Purpose: The starch provides fermentable sugars for the lactic acid bacteria and helps the paste adhere to the cabbage.

Step 3 — Make the Paste

Combine cooled rice porridge with gochugaru, garlic, ginger, fish sauce, salted shrimp (if using), soy sauce, and sugar. Mix well.

Color check: The paste should be vivid, deeply red. If it looks dull orange, add more gochugaru.

Taste: The paste will be intensely spicy, salty, and pungent from the raw garlic. It should taste too strong to eat on its own — it will moderate significantly during fermentation.

Step 4 — Mix

Wear gloves (gochugaru stains skin orange for hours).

In a large bowl, combine the squeezed cabbage, scallions, and radish (if using). Add the paste. Mix thoroughly — work the paste between the layers of each cabbage piece. Every surface of every leaf should be coated.

Step 5 — Pack and Ferment

Pack tightly into a glass jar or container, pressing down firmly to remove air pockets. The liquid from the cabbage should rise to just cover the surface (if not, add a pinch of salt dissolved in water). Leave 2-5cm headspace for expansion during fermentation.

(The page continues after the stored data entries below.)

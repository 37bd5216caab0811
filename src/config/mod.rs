//! Configuration Module
//!
//! TOML-based configuration for the CONNECT tooling:
//! - Logging
//! - Connection policy (accepted protocols, client identifiers, keep alive)
//! - Packet size limits
//! - Environment variable overrides (VIBEMQ_CONNECT__* prefix)

use std::path::Path;
use std::time::Duration;

use config::{Environment, File, FileFormat};
use regex::Regex;
use serde::de::{self, SeqAccess, Unexpected, Visitor};
use serde::{Deserialize, Deserializer};

use crate::codec::frame::MAX_REMAINING_LENGTH;
use crate::protocol::{LEGACY_PROTOCOL_NAME, PROTOCOL_NAME};


/// Upper bound for `policy.keep_alive_grace`
pub const MAX_KEEP_ALIVE_GRACE: f64 = 10.0;

/// Substitute environment variables in a string.
/// Supports `${VAR}` and `${VAR:-default}` syntax.
fn substitute_env_vars(content: &str) -> String {
    let re = match Regex::new(r"\$\{([^}:]+)(?::-([^}]*))?\}") {
        Ok(re) => re,
        Err(_) => return content.to_string(),
    };
    re.replace_all(content, |caps: &regex::Captures| {
        let var_name = &caps[1];
        let default = caps.get(2).map(|m| m.as_str()).unwrap_or("");
        std::env::var(var_name).unwrap_or_else(|_| default.to_string())
    })
    .to_string()
}

/// Configuration error types
#[derive(Debug)]
pub enum ConfigError {
    /// IO error reading config file
    Io(std::io::Error),
    /// TOML parsing error
    Parse(toml::de::Error),
    /// Config crate error
    Config(config::ConfigError),
    /// Validation error
    Validation(String),
}

impl std::fmt::Display for ConfigError {
    fn fmt(&self, f: &mut std::fmt::Formatter<'_>) -> std::fmt::Result {
        match self {
            ConfigError::Io(e) => write!(f, "IO error: {}", e),
            ConfigError::Parse(e) => write!(f, "Parse error: {}", e),
            ConfigError::Config(e) => write!(f, "Config error: {}", e),
            ConfigError::Validation(msg) => write!(f, "Validation error: {}", msg),
        }
    }
}

impl std::error::Error for ConfigError {}

impl From<std::io::Error> for ConfigError {
    fn from(e: std::io::Error) -> Self {
        ConfigError::Io(e)
    }
}

impl From<toml::de::Error> for ConfigError {
    fn from(e: toml::de::Error) -> Self {
        ConfigError::Parse(e)
    }
}

impl From<config::ConfigError> for ConfigError {
    fn from(e: config::ConfigError) -> Self {
        ConfigError::Config(e)
    }
}

/// Root configuration structure
#[derive(Debug, Clone, Deserialize, Default)]
#[serde(default)]
pub struct Config {
    /// Logging configuration
    pub log: LogConfig,
    /// Connection policy
    pub policy: PolicyConfig,
    /// Packet limits
    pub limits: LimitsConfig,
}

/// Logging configuration
#[derive(Debug, Clone, Deserialize)]
#[serde(default)]
pub struct LogConfig {
    /// Log level: error, warn, info, debug, trace
    #[serde(default = "default_log_level")]
    pub level: String,
}

fn default_log_level() -> String {
    "warn".to_string()
}

impl Default for LogConfig {
    fn default() -> Self {
        Self {
            level: default_log_level(),
        }
    }
}

/// Connection acceptance policy
#[derive(Debug, Clone, Deserialize)]
#[serde(default)]
pub struct PolicyConfig {
    /// Protocol names accepted in the variable header
    pub protocol_names: Vec<String>,
    /// Protocol levels accepted in the variable header
    #[serde(deserialize_with = "deserialize_protocol_levels")]
    pub protocol_levels: Vec<u8>,
    /// Assign an identifier to clients that send an empty one
    pub allow_empty_client_id: bool,
    /// Prefix for server-assigned client identifiers
    pub assigned_client_id_prefix: String,
    /// Maximum client identifier length in bytes
    pub max_client_id_len: usize,
    /// Keep alive timeout as a multiple of the client's interval
    pub keep_alive_grace: f64,
    /// Upper bound on the keep alive timeout in seconds (unset = no bound)
    pub max_keep_alive_timeout: Option<u64>,
}

impl Default for PolicyConfig {
    fn default() -> Self {
        Self {
            protocol_names: vec![PROTOCOL_NAME.to_string(), LEGACY_PROTOCOL_NAME.to_string()],
            protocol_levels: vec![3, 4],
            allow_empty_client_id: true,
            assigned_client_id_prefix: "auto-".to_string(),
            max_client_id_len: 65_535,
            keep_alive_grace: 1.5,
            max_keep_alive_timeout: None,
        }
    }
}

/// Accepts a list of levels, a single level, or a comma separated string.
/// Environment overrides arrive as a bare integer when only one level is given.
fn deserialize_protocol_levels<'de, D>(deserializer: D) -> Result<Vec<u8>, D::Error>
where
    D: Deserializer<'de>,
{
    struct LevelsVisitor;

    impl<'de> Visitor<'de> for LevelsVisitor {
        type Value = Vec<u8>;

        fn expecting(&self, f: &mut std::fmt::Formatter<'_>) -> std::fmt::Result {
            write!(f, "a protocol level or a list of protocol levels")
        }

        fn visit_u64<E: de::Error>(self, v: u64) -> Result<Self::Value, E> {
            u8::try_from(v)
                .map(|level| vec![level])
                .map_err(|_| E::invalid_value(Unexpected::Unsigned(v), &self))
        }

        fn visit_i64<E: de::Error>(self, v: i64) -> Result<Self::Value, E> {
            u8::try_from(v)
                .map(|level| vec![level])
                .map_err(|_| E::invalid_value(Unexpected::Signed(v), &self))
        }

        fn visit_str<E: de::Error>(self, v: &str) -> Result<Self::Value, E> {
            v.split(',')
                .map(|level| {
                    level
                        .trim()
                        .parse::<u8>()
                        .map_err(|_| E::invalid_value(Unexpected::Str(level), &self))
                })
                .collect()
        }

        fn visit_seq<A: SeqAccess<'de>>(self, mut seq: A) -> Result<Self::Value, A::Error> {
            let mut levels = Vec::with_capacity(seq.size_hint().unwrap_or(0));
            while let Some(level) = seq.next_element::<u8>()? {
                levels.push(level);
            }
            Ok(levels)
        }
    }

    deserializer.deserialize_any(LevelsVisitor)
}

impl PolicyConfig {
    /// Get keep alive ceiling as Duration
    pub fn max_keep_alive_timeout_duration(&self) -> Option<Duration> {
        self.max_keep_alive_timeout.map(Duration::from_secs)
    }
}

/// Packet limits
#[derive(Debug, Clone, Deserialize)]
#[serde(default)]
pub struct LimitsConfig {
    /// Maximum remaining length accepted by the framed decoder
    pub max_packet_size: usize,
}

impl Default for LimitsConfig {
    fn default() -> Self {
        Self {
            max_packet_size: MAX_REMAINING_LENGTH,
        }
    }
}

impl Config {
    /// Load configuration from a TOML file with environment variable overrides.
    ///
    /// Supports:
    /// - `${VAR}` and `${VAR:-default}` substitution in the file
    /// - `VIBEMQ_CONNECT__SECTION__KEY` environment overrides
    ///
    /// A missing file is not an error; defaults and environment apply.
    pub fn load<P: AsRef<Path>>(path: P) -> Result<Self, ConfigError> {
        let defaults = PolicyConfig::default();
        let mut builder = config::Config::builder()
            // Start with defaults
            .set_default("log.level", default_log_level())?
            .set_default("policy.protocol_names", defaults.protocol_names)?
            .set_default(
                "policy.protocol_levels",
                defaults
                    .protocol_levels
                    .iter()
                    .map(|&level| i64::from(level))
                    .collect::<Vec<_>>(),
            )?
            .set_default("policy.allow_empty_client_id", defaults.allow_empty_client_id)?
            .set_default(
                "policy.assigned_client_id_prefix",
                defaults.assigned_client_id_prefix,
            )?
            .set_default("policy.max_client_id_len", defaults.max_client_id_len as i64)?
            .set_default("policy.keep_alive_grace", defaults.keep_alive_grace)?
            .set_default("limits.max_packet_size", MAX_REMAINING_LENGTH as i64)?;

        // Load from file with env var substitution
        let path = path.as_ref();
        match std::fs::read_to_string(path) {
            Ok(content) => {
                let substituted = substitute_env_vars(&content);
                builder = builder.add_source(File::from_str(&substituted, FileFormat::Toml));
            }
            Err(e) if e.kind() == std::io::ErrorKind::NotFound => {
                // File doesn't exist, use defaults
            }
            Err(e) => return Err(ConfigError::Io(e)),
        }

        // VIBEMQ_CONNECT__POLICY__KEEP_ALIVE_GRACE etc.
        // Double underscore separates nested keys, single underscore preserved in field names.
        // List keys take comma separated values (VIBEMQ_CONNECT__POLICY__PROTOCOL_LEVELS=3,4)
        let cfg = builder
            .add_source(
                Environment::with_prefix("VIBEMQ_CONNECT")
                    .separator("__")
                    .list_separator(",")
                    .with_list_parse_key("policy.protocol_names")
                    .with_list_parse_key("policy.protocol_levels")
                    .try_parsing(true),
            )
            .build()?;

        let config: Config = cfg.try_deserialize()?;
        config.validate()?;
        Ok(config)
    }

    /// Load configuration with environment variable overrides only (no file).
    pub fn from_env() -> Result<Self, ConfigError> {
        Self::load(Path::new(""))
    }

    /// Parse configuration from a TOML string (no env var support).
    pub fn parse(content: &str) -> Result<Self, ConfigError> {
        let config: Config = toml::from_str(content)?;
        config.validate()?;
        Ok(config)
    }

    /// Validate configuration
    pub fn validate(&self) -> Result<(), ConfigError> {
        let policy = &self.policy;

        if policy.protocol_names.is_empty() {
            return Err(ConfigError::Validation(
                "policy.protocol_names must not be empty".into(),
            ));
        }

        if policy.protocol_levels.is_empty() {
            return Err(ConfigError::Validation(
                "policy.protocol_levels must not be empty".into(),
            ));
        }

        if !(1.0..=MAX_KEEP_ALIVE_GRACE).contains(&policy.keep_alive_grace) {
            return Err(ConfigError::Validation(format!(
                "policy.keep_alive_grace must be between 1.0 and {}, got {}",
                MAX_KEEP_ALIVE_GRACE, policy.keep_alive_grace
            )));
        }

        if policy.assigned_client_id_prefix.is_empty() {
            return Err(ConfigError::Validation(
                "policy.assigned_client_id_prefix must not be empty".into(),
            ));
        }

        if self.limits.max_packet_size == 0 {
            return Err(ConfigError::Validation(
                "limits.max_packet_size must be greater than 0".into(),
            ));
        }

        Ok(())
    }
}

Cover loosely (not airtight) for the first 1-2 days at room temperature — the CO2 from fermentation needs to escape.

Fermentation schedule:

  • Day 1-2 at room temperature (20-25°C): Fermentation begins. You may see small bubbles. The kimchi should be burped (lid pressed to release gas) once or twice.
  • After 1-2 days: Transfer to refrigerator. The kimchi is now yeolmu stage — tangy beginning, bright flavor, crisp.
  • Week 1-2: Peak eating stage for most people — developed sour notes, integrated flavors, still some crunch.
  • Month 1-2: Mugeun kimchi territory — deeply sour, ideal for cooking applications.

Notes

  • Gochugaru amount is adjustable — use 60g for milder, 100g for very spicy.
  • Vegan kimchi: omit fish sauce and saeujeot; use soy sauce and a small amount of ganjang instead.
  • Storage: up to 6 months refrigerated (the flavor changes over time but it's safe to eat). Older kimchi is used for cooking, younger for fresh eating.